BEGIN SUPPLIED INFORMATION

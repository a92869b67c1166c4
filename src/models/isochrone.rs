use crate::models::Coordinates;
use geo::Rect;
use geojson::FeatureCollection;
use serde::{Deserialize, Serialize};

/// Axis-aligned extent in GeoJSON order: `[min_lng, min_lat, max_lng, max_lat]`.
#[derive(Debug, Clone, Copy, PartialEq, Serialize, Deserialize)]
#[serde(from = "[f64; 4]", into = "[f64; 4]")]
pub struct BoundingBox {
    pub min_lng: f64,
    pub min_lat: f64,
    pub max_lng: f64,
    pub max_lat: f64,
}

impl BoundingBox {
    pub fn intersects(&self, other: &BoundingBox) -> bool {
        self.min_lng <= other.max_lng
            && other.min_lng <= self.max_lng
            && self.min_lat <= other.max_lat
            && other.min_lat <= self.max_lat
    }
}

impl From<Rect<f64>> for BoundingBox {
    fn from(rect: Rect<f64>) -> Self {
        BoundingBox {
            min_lng: rect.min().x,
            min_lat: rect.min().y,
            max_lng: rect.max().x,
            max_lat: rect.max().y,
        }
    }
}

impl From<[f64; 4]> for BoundingBox {
    fn from(b: [f64; 4]) -> Self {
        BoundingBox {
            min_lng: b[0],
            min_lat: b[1],
            max_lng: b[2],
            max_lat: b[3],
        }
    }
}

impl From<BoundingBox> for [f64; 4] {
    fn from(b: BoundingBox) -> Self {
        [b.min_lng, b.min_lat, b.max_lng, b.max_lat]
    }
}

/// One polygon of the municipality boundary dataset, converted once at load.
#[derive(Debug, Clone)]
pub struct MunicipalityBoundary {
    pub id: String,
    pub name: String,
    pub geometry: geo::Geometry<f64>,
    pub bbox: BoundingBox,
}

#[derive(Debug, Clone, PartialEq, Serialize, Deserialize)]
pub struct IntersectingMunicipality {
    pub id: String,
    pub name: String,
    pub center: Coordinates,
    pub bbox: BoundingBox,
}

#[derive(Debug, Clone, Serialize)]
pub struct IsochroneResult {
    /// Everywhere reachable within the budget, as GeoJSON
    pub region: FeatureCollection,
    pub municipalities: Vec<IntersectingMunicipality>,
}
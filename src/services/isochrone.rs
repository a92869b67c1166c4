use crate::error::Result;
use crate::models::{
    Budget, BoundingBox, Coordinates, IntersectingMunicipality, IsochroneResult,
    MunicipalityBoundary,
};
use crate::services::boundaries::BoundaryStore;
use crate::services::isoline::{to_feature_collection, IsolineClient, IsolineRange};
use crate::services::upstream::with_deadline;
use geo::{BoundingRect, Centroid, InteriorPoint, Intersects};
use geojson::FeatureCollection;
use std::sync::Arc;
use std::time::Duration;

/// Budget → reachable region → municipalities it touches.
pub struct IsochroneService {
    isoline: Arc<dyn IsolineClient>,
    boundaries: Arc<dyn BoundaryStore>,
    timeout: Duration,
}

impl IsochroneService {
    pub fn new(
        isoline: Arc<dyn IsolineClient>,
        boundaries: Arc<dyn BoundaryStore>,
        timeout: Duration,
    ) -> Self {
        IsochroneService {
            isoline,
            boundaries,
            timeout,
        }
    }

    pub async fn intersecting_municipalities(
        &self,
        origin: Coordinates,
        budget: &Budget,
    ) -> Result<IsochroneResult> {
        let boundaries = self.boundaries.all_municipalities().await?;

        let range = IsolineRange::from(budget);
        let raw = with_deadline(
            "Isoline",
            self.timeout,
            self.isoline.isoline(&origin, range),
        )
        .await?;
        let region = to_feature_collection(&raw)?;

        let municipalities = intersect(&region, &boundaries);

        tracing::info!(
            features = region.features.len(),
            municipalities = municipalities.len(),
            "Isochrone from ({:.4}, {:.4}): {} region features, {} municipalities",
            origin.lat,
            origin.lng,
            region.features.len(),
            municipalities.len()
        );

        Ok(IsochroneResult {
            region,
            municipalities,
        })
    }
}

struct RegionShape {
    geometry: geo::Geometry<f64>,
    bbox: BoundingBox,
}

fn region_shapes(region: &FeatureCollection) -> Vec<RegionShape> {
    region
        .features
        .iter()
        .enumerate()
        .filter_map(|(idx, feature)| {
            let geometry = feature.geometry.clone()?;
            let geometry = match geo::Geometry::<f64>::try_from(geometry) {
                Ok(g) => g,
                Err(e) => {
                    tracing::warn!("Region feature #{} is not convertible: {}", idx, e);
                    return None;
                }
            };
            let bbox = geometry.bounding_rect().map(BoundingBox::from)?;
            Some(RegionShape { geometry, bbox })
        })
        .collect()
}

/// Representative point of a municipality: centroid, else a point on its surface.
fn center_of(boundary: &MunicipalityBoundary) -> Option<Coordinates> {
    let point = boundary
        .geometry
        .centroid()
        .or_else(|| boundary.geometry.interior_point())?;

    Some(Coordinates {
        lat: point.y(),
        lng: point.x(),
    })
}

/// Municipalities touching at least one region feature, in dataset order.
/// Region features that cannot be converted never match.
pub fn intersect(
    region: &FeatureCollection,
    boundaries: &[MunicipalityBoundary],
) -> Vec<IntersectingMunicipality> {
    let shapes = region_shapes(region);
    if shapes.is_empty() {
        return Vec::new();
    }

    boundaries
        .iter()
        .filter(|boundary| {
            shapes.iter().any(|shape| {
                shape.bbox.intersects(&boundary.bbox)
                    && shape.geometry.intersects(&boundary.geometry)
            })
        })
        .filter_map(|boundary| match center_of(boundary) {
            Some(center) => Some(IntersectingMunicipality {
                id: boundary.id.clone(),
                name: boundary.name.clone(),
                center,
                bbox: boundary.bbox,
            }),
            None => {
                tracing::warn!(
                    "No representative point for {} ({}), skipping",
                    boundary.name,
                    boundary.id
                );
                None
            }
        })
        .collect()
}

END SUPPLIED INFORMATION

EXERCISE DIRECTIONS – Look through the entries and copy every line in which the string "derive" appears.

WRITTEN RESPONSE –
#[derive(Debug, Clone, Copy, PartialEq, Serialize, Deserialize)]
#[derive(Debug, Clone)]
#[derive(Debug, Clone, PartialEq, Serialize, Deserialize)]
#[derive(Debug, Clone, Serialize)]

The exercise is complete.